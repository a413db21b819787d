//! Chat-platform commands: `bind <code>` and `unbind`.
//!
//! The chat bot adapter forwards each invocation here and relays the returned
//! text to the user verbatim.

use std::collections::HashMap;

use tracing::error;

use tether_core::BindingService;
use tether_types::api::{CommandDefinition, CommandInvocation, CommandOption};
use tether_types::error::{ApplicationError, ServiceError};

pub const BIND_SUCCESS: &str = "Binding has been created successfully";
pub const UNBIND_SUCCESS: &str = "Binding has been removed successfully";
pub const GENERIC_FAILURE: &str = "Something went wrong";

#[derive(Debug, Clone, PartialEq, Eq)]
pub enum ChatCommand {
    Bind { code: String },
    Unbind,
}

impl ChatCommand {
    pub fn parse(name: &str, options: &HashMap<String, String>) -> Result<Self, ApplicationError> {
        match name {
            "bind" => {
                let code = options
                    .get("code")
                    .map(|c| c.trim().to_ascii_uppercase())
                    .filter(|c| !c.is_empty())
                    .ok_or_else(|| ApplicationError::bad_request("Code is not specified"))?;
                Ok(Self::Bind { code })
            }
            "unbind" => Ok(Self::Unbind),
            other => Err(ApplicationError::bad_request(format!(
                "Unknown command: {}",
                other
            ))),
        }
    }
}

pub fn definitions() -> Vec<CommandDefinition> {
    vec![
        CommandDefinition {
            name: "bind".into(),
            description: "Bind your game account to your chat account".into(),
            options: vec![CommandOption {
                name: "code".into(),
                description: "Code shown in game".into(),
                required: true,
            }],
        },
        CommandDefinition {
            name: "unbind".into(),
            description: "Unbind your game account from your chat account".into(),
            options: vec![],
        },
    ]
}

/// Parse and run one invocation, returning the reply text.
pub fn dispatch(service: &BindingService, invocation: &CommandInvocation) -> String {
    match ChatCommand::parse(&invocation.name, &invocation.options) {
        Ok(command) => execute(service, &invocation.invoker_id, command),
        Err(e) => e.message,
    }
}

pub fn execute(service: &BindingService, invoker_id: &str, command: ChatCommand) -> String {
    let result = match command {
        ChatCommand::Bind { code } => service
            .redeem_code(invoker_id, &code)
            .map(|_| BIND_SUCCESS),
        ChatCommand::Unbind => service.delete_by_chat(invoker_id).map(|_| UNBIND_SUCCESS),
    };

    match result {
        Ok(reply) => reply.to_string(),
        Err(e) => reply_for(e),
    }
}

fn reply_for(err: ServiceError) -> String {
    match err {
        ServiceError::Application(e) => e.message,
        ServiceError::Internal(e) => {
            error!("Chat command failed: {:#}", e);
            GENERIC_FAILURE.to_string()
        }
    }
}

#[cfg(test)]
mod tests {
    use super::*;
    use std::sync::Arc;

    use tether_core::MemoryCodeStore;
    use tether_db::Database;

    fn service() -> BindingService {
        BindingService::new(
            Arc::new(MemoryCodeStore::new()),
            Arc::new(Database::open_in_memory().unwrap()),
        )
    }

    fn options(pairs: &[(&str, &str)]) -> HashMap<String, String> {
        pairs
            .iter()
            .map(|(k, v)| (k.to_string(), v.to_string()))
            .collect()
    }

    #[test]
    fn test_parse() {
        assert_eq!(
            ChatCommand::parse("bind", &options(&[("code", " ab12cd ")])).unwrap(),
            ChatCommand::Bind {
                code: "AB12CD".into()
            }
        );
        assert_eq!(
            ChatCommand::parse("unbind", &HashMap::new()).unwrap(),
            ChatCommand::Unbind
        );
        assert_eq!(
            ChatCommand::parse("bind", &options(&[("code", "  ")]))
                .unwrap_err()
                .status_code(),
            400
        );
        assert!(ChatCommand::parse("ban", &HashMap::new()).is_err());
    }

    #[test]
    fn test_bind_then_unbind() {
        let svc = service();
        let info = svc.issue_code("XUID-1").unwrap();

        let reply = execute(
            &svc,
            "disc-1",
            ChatCommand::Bind {
                code: info.code.clone(),
            },
        );
        assert_eq!(reply, BIND_SUCCESS);
        assert_eq!(svc.get_by_chat("disc-1").unwrap().game_id, "XUID-1");
        assert!(svc.check_code(&info.code).is_err());

        assert_eq!(execute(&svc, "disc-1", ChatCommand::Unbind), UNBIND_SUCCESS);
        assert_eq!(execute(&svc, "disc-1", ChatCommand::Unbind), "Binding not found");
    }

    #[test]
    fn test_bind_with_unknown_code_replies_with_error_message() {
        let svc = service();
        let reply = execute(
            &svc,
            "disc-1",
            ChatCommand::Bind {
                code: "ZZZZZZ".into(),
            },
        );
        assert_eq!(reply, "Code doesn't exist");
    }

    #[test]
    fn test_dispatch_lowercase_code() {
        let svc = service();
        let info = svc.issue_code("XUID-1").unwrap();
        let invocation = CommandInvocation {
            name: "bind".into(),
            invoker_id: "disc-1".into(),
            options: options(&[("code", &info.code.to_ascii_lowercase())]),
        };
        assert_eq!(dispatch(&svc, &invocation), BIND_SUCCESS);
    }

    #[test]
    fn test_internal_errors_are_not_shown() {
        let err = ServiceError::Internal(anyhow::anyhow!("database is locked"));
        assert_eq!(reply_for(err), GENERIC_FAILURE);
    }

    #[test]
    fn test_definitions() {
        let defs = definitions();
        let names: Vec<_> = defs.iter().map(|d| d.name.as_str()).collect();
        assert_eq!(names, ["bind", "unbind"]);
        assert!(defs[0].options[0].required);
    }
}
use thiserror::Error;

/// A user-facing failure. The first three digits of `code` are the HTTP
/// status it maps to, e.g. 40400 is a 404 and 40900 a 409.
#[derive(Debug, Clone, PartialEq, Eq, Error)]
#[error("{message}")]
pub struct ApplicationError {
    pub code: u32,
    pub message: String,
}

pub const BAD_REQUEST: u32 = 40000;
pub const UNAUTHORIZED: u32 = 40100;
pub const NOT_FOUND: u32 = 40400;
pub const CONFLICT: u32 = 40900;
pub const INTERNAL: u32 = 50000;

impl ApplicationError {
    pub fn new(code: u32, message: impl Into<String>) -> Self {
        Self {
            code,
            message: message.into(),
        }
    }

    pub fn bad_request(message: impl Into<String>) -> Self {
        Self::new(BAD_REQUEST, message)
    }

    pub fn unauthorized(message: impl Into<String>) -> Self {
        Self::new(UNAUTHORIZED, message)
    }

    pub fn not_found(message: impl Into<String>) -> Self {
        Self::new(NOT_FOUND, message)
    }

    pub fn conflict(message: impl Into<String>) -> Self {
        Self::new(CONFLICT, message)
    }

    /// Leading three decimal digits of the error code. Codes shorter than
    /// three digits carry no status and map to 500.
    pub fn status_code(&self) -> u16 {
        let mut n = self.code;
        if n < 100 {
            return 500;
        }
        while n >= 1000 {
            n /= 10;
        }
        n as u16
    }

    pub fn is_not_found(&self) -> bool {
        self.status_code() == 404
    }

    pub fn is_conflict(&self) -> bool {
        self.status_code() == 409
    }
}

/// Error returned by every core operation.
///
/// `Application` errors are safe to show to users as-is. `Internal` errors
/// carry diagnostic detail that must only ever be logged.
#[derive(Debug, Error)]
pub enum ServiceError {
    #[error(transparent)]
    Application(#[from] ApplicationError),
    #[error("internal error: {0:#}")]
    Internal(#[from] anyhow::Error),
}

pub type ServiceResult<T> = Result<T, ServiceError>;

impl ServiceError {
    pub fn as_application(&self) -> Option<&ApplicationError> {
        match self {
            Self::Application(e) => Some(e),
            Self::Internal(_) => None,
        }
    }

    pub fn is_not_found(&self) -> bool {
        self.as_application().is_some_and(ApplicationError::is_not_found)
    }

    pub fn is_conflict(&self) -> bool {
        self.as_application().is_some_and(ApplicationError::is_conflict)
    }
}
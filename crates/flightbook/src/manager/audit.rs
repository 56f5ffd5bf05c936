//! Cross-collection consistency checks and summary statistics.
//!
//! A flight's `booked_seats` counter is updated step by step as bookings are
//! made and cancelled. The two snapshot files are written separately, so a
//! crash or a hand edit can leave them disagreeing. Nothing here repairs the
//! data; it only reports what it finds.

use std::collections::HashMap;

use serde::Serialize;

use crate::model::{Booking, Flight};

/// A flight whose counter disagrees with its confirmed bookings.
#[derive(Debug, Clone, PartialEq, Eq, Serialize)]
pub struct SeatDrift {
    /// Flight number.
    pub flight_number: String,
    /// Value of the flight's `booked_seats` counter.
    pub recorded: u32,
    /// Sum of seats over the flight's confirmed bookings.
    pub confirmed: u32,
}

/// Result of comparing the flights and bookings collections.
#[derive(Debug, Clone, Default, PartialEq, Eq, Serialize)]
pub struct AuditReport {
    /// Number of flights examined.
    pub flights_checked: usize,
    /// Number of bookings examined.
    pub bookings_checked: usize,
    /// Flights whose counter is off.
    pub drift: Vec<SeatDrift>,
    /// Confirmed bookings that reference a flight which no longer exists.
    pub orphaned_bookings: Vec<String>,
}

impl AuditReport {
    /// Compare the two collections.
    #[must_use]
    pub fn from_collections(flights: &[Flight], bookings: &[Booking]) -> Self {
        let mut confirmed: HashMap<&str, u32> = HashMap::new();
        for booking in bookings.iter().filter(|b| b.is_confirmed()) {
            let seats = confirmed.entry(booking.flight_number.as_str()).or_default();
            *seats = seats.saturating_add(booking.seats);
        }

        let drift = flights
            .iter()
            .filter_map(|flight| {
                let held = confirmed.get(flight.number.as_str()).copied().unwrap_or(0);
                (held != flight.booked_seats).then(|| SeatDrift {
                    flight_number: flight.number.clone(),
                    recorded: flight.booked_seats,
                    confirmed: held,
                })
            })
            .collect();

        let orphaned_bookings = bookings
            .iter()
            .filter(|b| b.is_confirmed())
            .filter(|b| !flights.iter().any(|f| f.number == b.flight_number))
            .map(|b| b.booking_id.clone())
            .collect();

        Self {
            flights_checked: flights.len(),
            bookings_checked: bookings.len(),
            drift,
            orphaned_bookings,
        }
    }

    /// Whether nothing was found.
    #[must_use]
    pub fn is_consistent(&self) -> bool {
        self.drift.is_empty() && self.orphaned_bookings.is_empty()
    }
}

/// Totals across both collections.
#[derive(Debug, Clone, Default, PartialEq, Eq, Serialize)]
pub struct LedgerStats {
    /// Number of stored flights.
    pub flights: usize,
    /// Number of stored bookings.
    pub bookings: usize,
    /// Bookings still holding seats.
    pub confirmed_bookings: usize,
    /// Bookings that were cancelled.
    pub cancelled_bookings: usize,
    /// Sum of flight capacities.
    pub total_capacity: u64,
    /// Sum of flight `booked_seats` counters.
    pub booked_seats: u64,
}

impl LedgerStats {
    /// Summarize the two collections.
    #[must_use]
    pub fn from_collections(flights: &[Flight], bookings: &[Booking]) -> Self {
        let confirmed_bookings = bookings.iter().filter(|b| b.is_confirmed()).count();
        Self {
            flights: flights.len(),
            bookings: bookings.len(),
            confirmed_bookings,
            cancelled_bookings: bookings.len() - confirmed_bookings,
            total_capacity: flights.iter().map(|f| u64::from(f.capacity)).sum(),
            booked_seats: flights.iter().map(|f| u64::from(f.booked_seats)).sum(),
        }
    }
}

▶ _TASK INSTRUCTIONS_
Gather each line from the listing above that holds "required".

▶ _WRITTEN SOLUTION_
                required: true,
        assert!(defs[0].options[0].required);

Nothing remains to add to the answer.